City moves into new digs

The old building, which is still the police station, faces problems

(news photo)

matthew graham / oregon city news

The new Oregon City City Hall.

Leaving behind the cramped building at 320 Warner Milne Road, with trailers parked out back acting as workspaces, Oregon City employees on Tuesday moved into the renovated McLean Building at the top of Singer Hill.

Mayor Alice Norris said the move is the “most exciting thing to happen in Oregon City this year” and a turning point for the city.

“This is a huge positive step for the whole community,” she said. “Many people say that what a community thinks about itself shows in its city hall, so the city has raised the bar here.”

With police, the municipal court and code and parking enforcement staying at the old City Hall, the move will give city employees much more breathing room.

Norris also said the move adds to the city’s goal of sustainability.

“There’s nothing more sustainable than a recycled building,” she said. “And it’s so close to services that (employees) can do the ‘walk more, drive less’ mantra that we’ve been preaching.”

She also said it will better serve residents.

“And then for the public besides the money we’ve saved there and moving to a very revitalizing area – the lack of confidentially in the old lobby was very (problematic), so there’ll be no more babies and inmates in shackles commingling,” she said.

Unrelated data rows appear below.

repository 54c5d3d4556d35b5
pub mod application;
pub mod cli;
pub mod config;
pub mod domain;
pub mod exitcode;
pub mod infrastructure;
pub mod util;
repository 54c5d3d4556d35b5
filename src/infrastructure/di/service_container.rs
//! Service container for dependency injection
//!
//! Wires up all services with their dependencies.

use std::sync::Arc;

use crate::application::services::{ImportService, LintService, PublishService};
use crate::config::Settings;
use crate::infrastructure::traits::{
    CommandRunner, EnvReader, FileSystem, ProcessEnv, RealCommandRunner, RealFileSystem,
};

/// Container holding settings and the I/O boundaries services are built from.
pub struct ServiceContainer {
    /// Application settings
    pub settings: Arc<Settings>,

    /// Filesystem abstraction
    pub fs: Arc<dyn FileSystem>,

    /// Command runner abstraction
    pub cmd: Arc<dyn CommandRunner>,

    /// Environment variable lookup
    pub env: Arc<dyn EnvReader>,
}

impl ServiceContainer {
    /// Create a new service container with real implementations.
    pub fn new(settings: Settings) -> Self {
        Self::with_deps(
            settings,
            Arc::new(RealFileSystem),
            Arc::new(RealCommandRunner),
            Arc::new(ProcessEnv),
        )
    }

    /// Create a service container with custom dependencies (for testing).
    pub fn with_deps(
        settings: Settings,
        fs: Arc<dyn FileSystem>,
        cmd: Arc<dyn CommandRunner>,
        env: Arc<dyn EnvReader>,
    ) -> Self {
        let settings = Arc::new(settings);

        Self {
            settings,
            fs,
            cmd,
            env,
        }
    }

    pub fn lint_service(&self) -> LintService {
        LintService::new(self.fs.clone(), self.cmd.clone(), self.settings.clone())
    }

    pub fn publish_service(&self) -> PublishService {
        PublishService::new(self.cmd.clone(), self.env.clone(), self.settings.clone())
    }

    pub fn import_service(&self) -> ImportService {
        ImportService::new(self.fs.clone(), self.settings.clone())
    }
}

The city’s urban renewal commission bought the McLean Clinic last year for about $6.5 million and was budgeted to spend about $2.4 million renovating it for city use.

The McLean Clinic, at 406 7th St., was built in 1936 by Edward McLean, a local physician who helped found the Oregon City Hospital.

Problems for old building

With the move to the McLean Building, the plan was for the police department to take over the former City Hall. But with inadequate space for the future growth and substandard structural features for impending increased seismic standards, the city is looking at asking the voters for money to build a new facility.

“The space-needs projection showed the facility is critically undersized and lacks the most basic amenities of a modern police facility,” said a staff report on the issue.

The police department moved into the building in 1981 and the move was supposed to be temporary.

A state law will require all emergency facilities to meet seismic standards by 2022. The building doesn’t currently meet those and an upgrade to make it comply would cost more than $1 million and still not address the size issue of the facility.

“It seems to make sense to me that putting $1 million into this building doesn’t appear to be a good use of public funds because we haven’t begun to touch the redesign of it or making improvements to make it more efficient or addressing the critical space needs that need to be fixed,” Police Chief Mike Conrad said at a city work session last month.

The facility’s state is such that the police force won’t even be allowed to move into the portions vacated by other city departments that moved to the McLean Building unless seismic upgrades are done.

Conrad said that both the Citizens Advisory Committee and the police department advisory group recommended constructing a new facility rather than spending to renovate.

City Manager Larry Patterson agreed.

“To us it doesn’t make a lot of sense to invest in this building when it doesn’t meet the needs” of the force, he said at the work session.

And with general agreement from the city commission, city staff is expected to begin laying the groundwork for a 2011 bond campaign.

The city estimates the cost to put the bond on the ballot at around $35,000 with staff work, a phone survey and a project manager.